(Collected data entries)
——————————
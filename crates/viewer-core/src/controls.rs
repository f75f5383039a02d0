//! Orbit camera controls: drag to rotate around a target, secondary drag to
//! pan the target, wheel to dolly. Damping applies to rotation and pan;
//! azimuth, polar angle and distance are clamped.

use crate::camera::PerspectiveCamera;
use crate::config::OrbitLimits;
use crate::constants::{ORBIT_DOLLY_SCALE, ORBIT_POLAR_EPSILON};
use glam::Vec3;
use std::f32::consts::{PI, TAU};

/// Spherical offset from the orbit target. `theta` is the azimuth around +Y
/// measured from +Z, `phi` the polar angle measured from +Y.
#[derive(Clone, Copy, Debug, PartialEq)]
pub struct Spherical {
    pub radius: f32,
    pub theta: f32,
    pub phi: f32,
}

impl Spherical {
    pub fn from_offset(v: Vec3) -> Self {
        let radius = v.length();
        if radius == 0.0 {
            return Self {
                radius: 0.0,
                theta: 0.0,
                phi: 0.0,
            };
        }
        Self {
            radius,
            theta: v.x.atan2(v.z),
            phi: (v.y / radius).clamp(-1.0, 1.0).acos(),
        }
    }

    pub fn to_offset(self) -> Vec3 {
        let s = self.phi.sin() * self.radius;
        Vec3::new(
            s * self.theta.sin(),
            self.phi.cos() * self.radius,
            s * self.theta.cos(),
        )
    }
}

#[derive(Clone, Debug)]
pub struct OrbitControls {
    pub target: Vec3,
    pub limits: OrbitLimits,
    spherical: Spherical,
    fov_y_radians: f32,
    delta_theta: f32,
    delta_phi: f32,
    pan_offset: Vec3,
    scale: f32,
}

impl OrbitControls {
    pub fn new(camera: &PerspectiveCamera, limits: OrbitLimits) -> Self {
        let target = camera.target;
        Self {
            target,
            limits,
            spherical: Spherical::from_offset(camera.position - target),
            fov_y_radians: camera.fov_y_radians,
            delta_theta: 0.0,
            delta_phi: 0.0,
            pan_offset: Vec3::ZERO,
            scale: 1.0,
        }
    }

    pub fn spherical(&self) -> Spherical {
        self.spherical
    }

    /// Queue a rotation from a pointer drag. A drag across the full
    /// viewport height turns a full circle.
    pub fn rotate_by_pixels(&mut self, dx: f32, dy: f32, viewport_height: f32) {
        let h = viewport_height.max(1.0);
        self.delta_theta -= TAU * dx / h;
        self.delta_phi -= TAU * dy / h;
    }

    /// Queue a pan from a pointer drag. The target moves in the camera's
    /// right/up plane so that the point under the cursor follows it at the
    /// target's depth.
    pub fn pan_by_pixels(&mut self, dx: f32, dy: f32, viewport_height: f32) {
        if !self.limits.enable_pan {
            return;
        }
        let h = viewport_height.max(1.0);
        let units_per_pixel = 2.0 * self.spherical.radius * (self.fov_y_radians * 0.5).tan() / h;

        let forward = -self.spherical.to_offset().normalize_or_zero();
        let right = forward.cross(Vec3::Y).normalize_or_zero();
        let up = right.cross(forward);
        self.pan_offset += -right * (dx * units_per_pixel) + up * (dy * units_per_pixel);
    }

    /// Queue a dolly from a wheel event; negative deltas move closer.
    pub fn dolly(&mut self, delta_y: f32) {
        if delta_y < 0.0 {
            self.scale *= ORBIT_DOLLY_SCALE;
        } else if delta_y > 0.0 {
            self.scale /= ORBIT_DOLLY_SCALE;
        }
    }

    /// Apply queued input, clamp to the limits and move the camera.
    pub fn update(&mut self, camera: &mut PerspectiveCamera) {
        let l = &self.limits;
        let step = if l.enable_damping {
            l.damping_factor
        } else {
            1.0
        };
        self.spherical.theta += self.delta_theta * step;
        self.spherical.phi += self.delta_phi * step;

        self.spherical.theta = clamp_between(self.spherical.theta, l.min_azimuth, l.max_azimuth);
        self.spherical.phi = clamp_between(self.spherical.phi, l.min_polar, l.max_polar)
            .clamp(ORBIT_POLAR_EPSILON, PI - ORBIT_POLAR_EPSILON);
        self.spherical.radius =
            clamp_between(self.spherical.radius * self.scale, l.min_distance, l.max_distance);
        self.target += self.pan_offset * step;

        if l.enable_damping {
            self.delta_theta *= 1.0 - l.damping_factor;
            self.delta_phi *= 1.0 - l.damping_factor;
            self.pan_offset *= 1.0 - l.damping_factor;
        } else {
            self.delta_theta = 0.0;
            self.delta_phi = 0.0;
            self.pan_offset = Vec3::ZERO;
        }
        self.scale = 1.0;

        camera.position = self.target + self.spherical.to_offset();
        camera.target = self.target;
    }
}

/// Clamp into the range spanned by `a` and `b`, whichever order they come in.
/// NaN bounds are ignored rather than panicking.
#[inline]
fn clamp_between(v: f32, a: f32, b: f32) -> f32 {
    let (lo, hi) = if a <= b { (a, b) } else { (b, a) };
    v.max(lo).min(hi)
}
——————————
— PROBLEM TO SOLVE —
Using the data above, show each line where "PerspectiveCamera" occurs.

— RESPONSE TO THIS TASK —
use crate::camera::PerspectiveCamera;
    pub fn new(camera: &PerspectiveCamera, limits: OrbitLimits) -> Self {
    pub fn update(&mut self, camera: &mut PerspectiveCamera) {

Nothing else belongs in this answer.